Señor, mi gozo, mi paz, mi felicidad me han dejado. Mi vida está llena de ansiedad y frustración. Las cosas que solían deleitar mi alma son insulsas. Apenas puedo mirar a estas colinas sin sentir que su belleza se ha ido. No tengo deseo alguno de recrearme en la grandeza del océano Pacífico o la majestad de las montañas de la Sierra Nevada. Envidio a aquellos que encuentran la paz y el descanso en las obras de Tus manos, pues no hace mucho tiempo que estas cosas también parecían quitar mis ansiedades y traerme a Tu presencia.
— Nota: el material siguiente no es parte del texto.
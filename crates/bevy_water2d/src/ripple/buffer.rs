//! Height grids and the ping-pong pair that owns them.

use bevy::math::Vec2;

/// Resting value of a normalized height cell.
pub const NEUTRAL_HEIGHT: f32 = 0.5;

/// Row-major grid of normalized heights in `[0, 1]`.
#[derive(Clone, Debug, PartialEq)]
pub struct HeightGrid {
  width: usize,
  height: usize,
  cells: Vec<f32>,
}

impl HeightGrid {
  /// Creates a grid with every cell at [`NEUTRAL_HEIGHT`].
  pub fn new(width: usize, height: usize) -> Self {
    let width = width.max(1);
    let height = height.max(1);
    Self {
      width,
      height,
      cells: vec![NEUTRAL_HEIGHT; width * height],
    }
  }

  #[inline]
  pub fn width(&self) -> usize {
    self.width
  }

  #[inline]
  pub fn height(&self) -> usize {
    self.height
  }

  #[inline]
  pub fn index(&self, x: usize, y: usize) -> usize {
    y * self.width + x
  }

  #[inline]
  pub fn get(&self, x: usize, y: usize) -> f32 {
    self.cells[self.index(x, y)]
  }

  #[inline]
  pub fn set(&mut self, x: usize, y: usize, value: f32) {
    let idx = self.index(x, y);
    self.cells[idx] = value;
  }

  /// Offset from neutral at signed coordinates; outside the grid is calm.
  #[inline]
  pub fn offset_at(&self, x: isize, y: isize) -> f32 {
    if x < 0 || y < 0 || x as usize >= self.width || y as usize >= self.height {
      return 0.0;
    }
    self.get(x as usize, y as usize) - NEUTRAL_HEIGHT
  }

  pub fn cells(&self) -> &[f32] {
    &self.cells
  }

  pub fn cells_mut(&mut self) -> &mut [f32] {
    &mut self.cells
  }

  /// Nearest-cell lookup at normalized coordinates, clamped to the edges.
  pub fn sample(&self, uv: Vec2) -> f32 {
    let uv = uv.clamp(Vec2::ZERO, Vec2::ONE);
    let x = ((uv.x * self.width as f32) as usize).min(self.width - 1);
    let y = ((uv.y * self.height as f32) as usize).min(self.height - 1);
    self.get(x, y)
  }
}

/// Double buffer with a swappable "current" slot.
#[derive(Clone, Debug)]
pub struct PingPong<T> {
  buffers: [T; 2],
  current: usize,
}

impl<T> PingPong<T> {
  pub fn new(current: T, previous: T) -> Self {
    Self {
      buffers: [current, previous],
      current: 0,
    }
  }

  pub fn current(&self) -> &T {
    &self.buffers[self.current]
  }

  pub fn previous(&self) -> &T {
    &self.buffers[1 - self.current]
  }

  pub fn current_mut(&mut self) -> &mut T {
    &mut self.buffers[self.current]
  }

  /// Mutable access to both slots as `(current, previous)`.
  pub fn split_mut(&mut self) -> (&mut T, &mut T) {
    let (first, second) = self.buffers.split_at_mut(1);
    if self.current == 0 {
      (&mut first[0], &mut second[0])
    } else {
      (&mut second[0], &mut first[0])
    }
  }

  /// Makes the previous slot current.
  pub fn swap(&mut self) {
    self.current = 1 - self.current;
  }

  pub fn iter_mut(&mut self) -> impl Iterator<Item = &mut T> {
    self.buffers.iter_mut()
  }
}

impl<T: Clone> PingPong<T> {
  /// Both slots start as copies of `value`.
  pub fn splat(value: T) -> Self {
    Self::new(value.clone(), value)
  }
}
Mi corazón clama dentro de mí al ver a mis hijos, al mirar el hermoso bebé que me has dado, y no sentirme lleno de deleite. Lloro en vez de reír. Anhelo desesperadamente que vuelva el contentamiento.
Esto es parte de un salmo que escribí el 29 de enero de 1980 uando me encontraba en medio de una crisis que me devastó tanto espiritual como emocionalmente. Cuando lo recuerdo, todavía siento el dolor y la perturbación que llenaron mi vida en aquel momento. Parecía que Dios había desaparecido del universo. Fue una época horrible. Sin embargo, acabó siendo uno de los períodos más valiosos de mi vida, un tiempo en el que aprendí más acerca de mí y de Dios de lo que había aprendido en todos los años anteriores. Esta fue aquella «larga noche del alma» que tantos otros creyentes han vivido.
La práctica de escribir mis propios salmos en aquella época me ayudó a sondear las profundidades de mi alma. Los presentaba delante de Dios como oraciones permanentes, esperando Su respuesta. Aunque no fue inmediata, Dios sí contestó y sí me sacó de aquello. Puede que no percibas Su presencia, pero Él estará contigo en tus noches oscuras también.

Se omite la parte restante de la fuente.